Does the SSH daemon on your NAS listen on localhost?

i’m not 100% sure what that is but i have all the protocols turned off except for quick connect. i had the impression those would only need to be turned on if i was using them the old fashion way by port forwarding

http:localhost:8080 seemed to work fine for me though.

i did try out ssh via terminal and used my user@local ip on port 22. seemed to work okay i turned that off after i was done using it.

In your screenshot, it looks like SFTP is disabled. If you want to use SFTP, you should probably enable it.

1 Like

true, thanks for telling me that.

what about SMB? which was my initial goal. i can’t seem to connect to it externally. any insight? i’ll continue researching i suppose

i know that some windows services are utilizing port 445 so i used 8445.

C:\cloudflared>cloudflared access smb --hostname nas.pshomevault.net --url localhost:8445 --loglevel debug
2024-02-27T11:16:25Z INF Start Websocket listener host=localhost:8445
ingress:
  - hostname: nas.pshomevault.net
    service: smb://localhost:8445
  - service: http_status:404

i tried \localhost\user , \local ip\user \the name of my nas\user

You can’t just make up a port for your ingress rule. The ingress Rule tells Cloudflared where to send packets that arrive on your NAS. If nothing is listening on port 8445, it won’t do anything.

Also, what you’re trying to do is problematic due to how cloudflared works.

If you read the part about Windows-specific requirements in the documentation, you’ll see that it probably is more trouble than it’s worth, as you’d have to disable some Windows Services that block port 445.

It’s probably a better idea to try this with Warp and Private Networks (also explained in the docs).

“If nothing is listening on port 8445, it won’t do anything.”

so how do i make the nas listen to 8445? this is the question i’m asking myself. i’m looking for a box to enter the port into. do i have to port forward in my router for this?

the cloudflaredocs say use port 445 for ingress but then use 8445 for the client then proceeds to say that 445 is blocked by windows services. so why not skip 445 altogether and use port 8445 on both the ingress and the client.

the cloudflare docs state using Warp and Private Networks is not a requirement. besides the point that warp and private networks are “more secure”, can we just run through this exercise and see that it actually works? then maybe i’ll try out the warp

i click on “open your SMB client” and it directs me to

You don’t. You use port 445 in the ingress Rule, because that’s what the NAS is using. There’s no reason to change this.

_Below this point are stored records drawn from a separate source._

//! A single revolute joint or end effector and its computed world-space state.

use crate::linear::Vec3;

/// Stable reference into the [crate::tree::Tree] arena.
#[derive(Debug, Clone, Copy, PartialEq, Eq, Hash)]
pub struct NodeId(pub(crate) u32);

impl NodeId {
    pub(crate) fn index(self) -> usize {
        self.0 as usize
    }
}

/// What a node contributes to the chain.
#[derive(Debug, Clone, Copy, PartialEq, Eq)]
pub enum Purpose {
    /// One rotational degree of freedom about a fixed local axis.
    Joint,
    /// Terminal point driven towards a target. Carries no degree of freedom.
    Effector,
}

/// One revolute joint or end effector.
///
/// The attachment offset, rotation axis and limits are fixed at
/// construction; the joint angle is the only mutable input. The world-space
/// fields (`position`, `world_axis`, `offset_from_parent`) are outputs of
/// [crate::tree::Tree::compute].
#[derive(Debug, Clone)]
pub struct Node {
    purpose: Purpose,
    /// Attachment offset relative to the parent, in the parent's frame.
    attach: Vec3,
    /// Rotation axis in the local frame, normalized at construction.
    axis: Vec3,
    theta: f64,
    min_theta: f64,
    max_theta: f64,
    frozen: bool,

    // Computed by the forward pass
    pub(crate) s: Vec3,
    pub(crate) w: Vec3,
    pub(crate) r: Vec3,

    // Assigned by Tree::init
    pub(crate) seq_joint: Option<usize>,
    pub(crate) seq_effector: Option<usize>,

    // Arena links
    pub(crate) parent: Option<NodeId>,
    pub(crate) left_child: Option<NodeId>,
    pub(crate) right_sibling: Option<NodeId>,
}

impl Node {
    fn new(purpose: Purpose, attach: Vec3, axis: Vec3, min_theta: f64, max_theta: f64) -> Self {
        Node {
            purpose,
            attach,
            axis: axis.normalized(),
            theta: 0.0,
            min_theta,
            max_theta,
            frozen: false,
            s: Vec3::ZERO,
            w: Vec3::ZERO,
            r: Vec3::ZERO,
            seq_joint: None,
            seq_effector: None,
            parent: None,
            left_child: None,
            right_sibling: None,
        }
    }

    /// A revolute joint rotating about `axis` with inclusive angular limits.
    pub fn joint(attach: Vec3, axis: Vec3, min_theta: f64, max_theta: f64) -> Self {
        Node::new(Purpose::Joint, attach, axis, min_theta, max_theta)
    }

    /// An end effector. Effectors have no axis, a fixed angle of zero and
    /// must stay leaves.
    pub fn effector(attach: Vec3) -> Self {
        Node::new(Purpose::Effector, attach, Vec3::ZERO, 0.0, 0.0)
    }

    pub fn purpose(&self) -> Purpose {
        self.purpose
    }

    pub fn is_effector(&self) -> bool {
        self.purpose == Purpose::Effector
    }

    pub fn is_joint(&self) -> bool {
        self.purpose == Purpose::Joint
    }

    pub fn attach(&self) -> Vec3 {
        self.attach
    }

    pub fn theta(&self) -> f64 {
        self.theta
    }

    /// Assign a joint angle, clamped into the limits. Freezing guards
    /// against the solvers, not against explicit assignment.
    pub fn set_theta(&mut self, theta: f64) {
        self.theta = theta.clamp(self.min_theta, self.max_theta);
    }

    pub fn limits(&self) -> (f64, f64) {
        (self.min_theta, self.max_theta)
    }

    /// Hold the current angle fixed for the solvers.
    pub fn freeze(&mut self) {
        self.frozen = true;
    }

    pub fn unfreeze(&mut self) {
        self.frozen = false;
    }

    pub fn is_frozen(&self) -> bool {
        self.frozen
    }

    /// World-space position after the last forward pass.
    pub fn position(&self) -> Vec3 {
        self.s
    }

    /// World-space rotation axis after the last forward pass.
    pub fn world_axis(&self) -> Vec3 {
        self.w
    }

    /// Vector from the parent's position to this node's position.
    pub fn offset_from_parent(&self) -> Vec3 {
        self.r
    }

    pub(crate) fn local_axis(&self) -> Vec3 {
        self.axis
    }

    /// Column index in the Jacobian; `None` before [crate::tree::Tree::init]
    /// or for effectors.
    pub fn joint_index(&self) -> Option<usize> {
        self.seq_joint
    }

    /// Row-block index in the Jacobian; `None` for joints.
    pub fn effector_index(&self) -> Option<usize> {
        self.seq_effector
    }
}
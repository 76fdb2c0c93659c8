use clap::Subcommand;

use super::config::ConfigArgs;
use super::detect::DetectArgs;
use super::fill::FillArgs;
use super::simulate::SimulateArgs;
use super::tasks::TasksArgs;

#[derive(Subcommand, Clone)]
pub enum Commands {
    /// Fill the open form in a running browser from a request file
    Fill(FillArgs),

    /// Run a fill pass against an in-memory form fixture
    Simulate(SimulateArgs),

    /// Check whether the target form is open in the browser
    Detect(DetectArgs),

    /// Print the task list the engine would walk
    Tasks(TasksArgs),

    /// Manage formpilot configuration
    Config(ConfigArgs),
}
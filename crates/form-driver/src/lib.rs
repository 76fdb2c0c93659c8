//! Form driver - the engine's only window into the foreign document
//!
//! The fill engine never touches a DOM directly. Everything it needs is
//! expressed through [`FormDriver`]:
//! - `find` / `count` for semantic lookups ([`Query`])
//! - `state` for visibility and selection of a located element
//! - `set_value` / `dispatch` for mutation and synthetic events
//!
//! Two implementations ship with the crate: [`ScriptDriver`], which turns
//! every call into a self-contained script for a [`ScriptPort`] (a real
//! browser), and [`MemoryForm`], a scripted in-memory form used by tests and
//! dry runs.

pub mod contract;
pub mod errors;
pub mod memory;
pub mod model;
pub mod ports;
pub mod script;

pub use contract::UiContract;
pub use errors::DriverError;
pub use memory::{Catalog, DriverCall, FormFixture, MemoryForm, MemoryFormBuilder};
pub use model::{ElementRef, ElementState, Key, Query, Signal};
pub use ports::{FormDriver, ScriptPort};
pub use script::ScriptDriver;
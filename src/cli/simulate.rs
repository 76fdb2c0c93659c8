use std::collections::BTreeMap;
use std::path::{Path, PathBuf};
use std::sync::Arc;

use anyhow::{Context, Result};
use clap::Args;
use form_driver::{FormFixture, MemoryForm};
use serde::Serialize;
use tokio::fs;
use tracing::info;

use crate::cli::context::CliContext;
use crate::cli::fill::{ensure_success, read_request, run_pass};

#[derive(Args, Clone, Debug)]
pub struct SimulateArgs {
    /// YAML description of the form to fill
    #[arg(long, value_name = "FILE")]
    pub fixture: PathBuf,

    /// JSON file with the field values (and optional secondary records)
    #[arg(value_name = "REQUEST")]
    pub request: PathBuf,

    /// Print the form's field values once the pass is over
    #[arg(long)]
    pub show_form: bool,
}

#[derive(Serialize)]
struct FormValues<'a> {
    form: &'a BTreeMap<String, String>,
}

pub async fn cmd_simulate(args: SimulateArgs, ctx: &CliContext) -> Result<()> {
    let fixture = read_fixture(&args.fixture).await?;
    let request = read_request(&args.request).await?;
    let form = Arc::new(MemoryForm::from_fixture(&fixture, ctx.config().ui.clone()));

    let outcome = run_pass(ctx, form.clone(), &request).await?;
    if args.show_form {
        let values = form.values();
        match ctx.output().render(&FormValues { form: &values })? {
            Some(rendered) => println!("{rendered}"),
            None => {
                println!("Form after pass:");
                for (name, value) in &values {
                    println!("  {:<40} {}", name, value);
                }
            }
        }
    }
    ensure_success(&outcome)
}

async fn read_fixture(path: &Path) -> Result<FormFixture> {
    let raw = fs::read_to_string(path)
        .await
        .with_context(|| format!("reading {}", path.display()))?;
    let fixture: FormFixture =
        serde_yaml::from_str(&raw).with_context(|| format!("parsing {}", path.display()))?;
    info!(path = %path.display(), fields = fixture.fields.len(), "form fixture loaded");
    Ok(fixture)
}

From your screenshot, I assume that you want to use Windows as your SMB client. Port 445 is hardcoded there, so you can’t change it. If you want to use Cloudflared to listen on port 445, you first need to disable the Windows service that is listening on that port, because Cloudflared needs to listen on localhost.

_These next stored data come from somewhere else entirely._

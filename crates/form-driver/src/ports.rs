use async_trait::async_trait;
use serde_json::Value;

use crate::errors::DriverError;
use crate::model::{ElementRef, ElementState, Query, Signal};

/// Capability interface over the foreign document.
///
/// Callers must hold exclusive use of the document for the duration of a
/// pass; implementations do not lock.
#[async_trait]
pub trait FormDriver: Send + Sync {
    /// First element matching the query, if any.
    async fn find(&self, query: &Query) -> Result<Option<ElementRef>, DriverError>;

    /// Number of elements currently matching the query.
    async fn count(&self, query: &Query) -> Result<usize, DriverError>;

    async fn state(&self, element: &ElementRef) -> Result<ElementState, DriverError>;

    /// Focus the element and replace its value. Emits no events.
    async fn set_value(&self, element: &ElementRef, value: &str) -> Result<(), DriverError>;

    async fn dispatch(&self, element: &ElementRef, signal: Signal) -> Result<(), DriverError>;
}

/// Evaluates a self-contained script in the page hosting the form and
/// returns its JSON result.
#[async_trait]
pub trait ScriptPort: Send + Sync {
    async fn evaluate(&self, expression: &str) -> Result<Value, DriverError>;
}
use clap::Parser;
use std::path::PathBuf;

use super::commands::Commands;

#[derive(Parser)]
#[command(author, version, about, long_about = None)]
#[command(propagate_version = true)]
pub struct CliArgs {
    /// Configuration file path
    #[arg(short, long, value_name = "FILE", global = true)]
    pub config: Option<PathBuf>,

    /// Log level
    #[arg(short, long, default_value = "info", global = true)]
    pub log_level: String,

    /// Enable debug mode
    #[arg(short, long, global = true)]
    pub debug: bool,

    /// Emit logs as JSON lines on stderr
    #[arg(long, global = true)]
    pub log_json: bool,

    /// Output format
    #[arg(short, long, default_value = "human", global = true)]
    pub output: crate::cli::output::OutputFormat,

    #[command(subcommand)]
    pub command: Commands,
}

Warp is different in that you can use a different IP to connect to instead of using localhost.

i’ll keep rereading this and maybe my brain will understand.

i got smb with warp working but unfortunately might not be the best option here if i’m not running a business. i can see my exact location in the user logs when i log in. the strangers i work with probably don’t want that. thanks for the help.

Both Warp and Cloudflared are not meant to be used by strangers but by your own organization.

If you need something other than http to be publicly accessible via Cloudflare, you need Spectrum Enterprise.

As you’re not running a business, Spectrum Enterprise is probably a bit pricey. Cloudflare Tunnel might just not be a good fit for you if you want to expose an SMB interface to the public.

This topic was automatically closed 2 days after the last reply. New replies are no longer allowed.